Heinrich nodded. He knew the place. He had been here with his love on a wonderful summer day this year. He thought of it and burning longing throbbed through his heart. And he remembered the last hours that he had spent with her in Vienna in his cool room with the drawn-down blinds, through whose interstices the hot August morning had glittered in: he remembered their last walk through the Sunday quiet of the cool stone streets and through the old empty courtyards—and the complete absence of any idea that all this was for the last time. For it was only the next day that the letter had come, the ghastly letter in which she had written that she had wished to spare him the pain of farewell, and that when he read these words, she would already be quite a long way over the frontier on her journey to the new foreign town.
The road became more animated. Charming villas appeared encircled with cosy little gardens, wooded hills sloped gently upwards behind the houses. They saw once again the expanse of the valley as the waning day rested over meadows and fields. The lamps had been lit in a great empty restaurant garden. A hasty darkness seemed to be stealing down from every quarter simultaneously. They were now at the cross-roads. George and Heinrich got off and lit cigarettes.
"Right or left?" asked Heinrich.
George looked at his watch. "Six,... and I've got to be in town by eight."
"So I suppose we can't dine together?" said Heinrich.
"I am afraid not."
"It's a pity. Well, we'll take the short cut then through Sievering."

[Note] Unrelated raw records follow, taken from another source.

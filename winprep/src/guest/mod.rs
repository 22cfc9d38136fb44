//! Guest operations through the virtualization management plane.
//!
//! Used where the guest's own remote-execution daemon is not available yet:
//! enabling it, and querying the guest OS version before provisioning. The
//! power state query is answered by the management plane itself and needs no
//! guest login.

mod govc;

use std::pin::Pin;

use async_trait::async_trait;
use tokio::io::AsyncRead;

use crate::errors::WinprepResult;

pub use govc::{GovcGuestManager, GovcOptions};

/// A file copied out of the guest.
pub struct GuestDownload {
    pub reader: Pin<Box<dyn AsyncRead + Send>>,
    /// Length in bytes of the downloaded file.
    pub size: i64,
}

impl GuestDownload {
    #[cfg(test)]
    pub(crate) fn from_bytes(data: Vec<u8>) -> Self {
        let size = data.len() as i64;
        Self {
            reader: Box::pin(std::io::Cursor::new(data)),
            size,
        }
    }
}

#[async_trait]
pub trait GuestManager: Send + Sync {
    /// Start `command args` in the guest and return its process id.
    async fn start_program_in_guest(&self, command: &str, args: &str) -> WinprepResult<i64>;

    /// Wait for a started process to exit and return its exit code.
    async fn exit_code_for_program_in_guest(&self, pid: i64) -> WinprepResult<i32>;

    async fn download_file_in_guest(&self, path: &str) -> WinprepResult<GuestDownload>;

    /// Has the VM reached the `poweredOff` state?
    async fn is_powered_off(&self) -> WinprepResult<bool>;
}
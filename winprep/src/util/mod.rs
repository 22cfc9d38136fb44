//! Small helpers shared across components.

mod powershell;
mod retry;

pub use powershell::{encode_powershell_command, escape_powershell_literal};
pub use retry::retry_bounded;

They lit their lamps and pushed their cycles through the forest in a long serpentine. One tree after another in succession sprang out of the darkness into the radiance of the globes of light and retreated again into the night. The wind soughed through the foliage with increased force and the leaves rustled underneath. Heinrich felt a quite gentle fear, such as frequently came over him when it was dark in the open country. He felt, as it were, disillusioned at the thought of having to spend the evening alone. He was in a bad temper with George, and was irritated into the bargain at the latter's reserve towards himself. He resolved also, and not for the first time, not to discuss his own personal affairs with George any more. It was better so. He did not need to confide in anybody or obtain anybody's sympathy. He had always felt at his best when he had gone his own way alone. He had found that out often enough. Why then reveal his soul to another? He needed acquaintances to go walks and excursions with, and to discuss all the manifold problems of life and art in cold shrewd fashion—he needed women for a fleeting embrace; but he needed no friend and no mistress. In that way his life would pass with greater dignity and serenity. He revelled in these resolutions, and felt a growing consciousness of toughness and superiority. The darkness of the forest lost its terror, and he walked through the gently rustling night as though through a kindred element.

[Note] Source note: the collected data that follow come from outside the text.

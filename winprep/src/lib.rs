//! winprep: prepares a freshly created Windows VM for conversion into a
//! BOSH stemcell.
//!
//! The entry point is [`construct::VmConstruct::prepare_vm`], which drives the
//! guest through validation, artifact upload, WinRM bootstrap, the setup
//! script and the reboot it triggers.

pub mod archive;
pub mod assets;
pub mod cancel;
pub mod config;
pub mod construct;
pub mod enabler;
pub mod errors;
pub mod guest;
pub mod logging;
pub mod pipeline;
pub mod poller;
pub mod remote;
pub mod util;

#[cfg(test)]
pub(crate) mod testing;

pub use errors::{WinprepError, WinprepResult};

The height was soon reached. The dark sky lay starless over the grey road and the haze-breathing fields that stretched on both sides towards the deceptive distance of the wooded hills. A light was shining from a toll-house quite near them. They mounted their cycles again and rode back as quickly as the darkness permitted. George wished to be soon at the journey's end. It struck him as strangely unreal that he was to see again in an hour and a half that quiet room which no one else knew of besides Anna and himself; that dark room with the oil-prints on the wall, the blue velvet sofa, the cottage piano, on which stood the photographs of unknown people and a bust of Schiller in white plaster; with its high narrow windows, opposite which the old dark grey church towered aloft.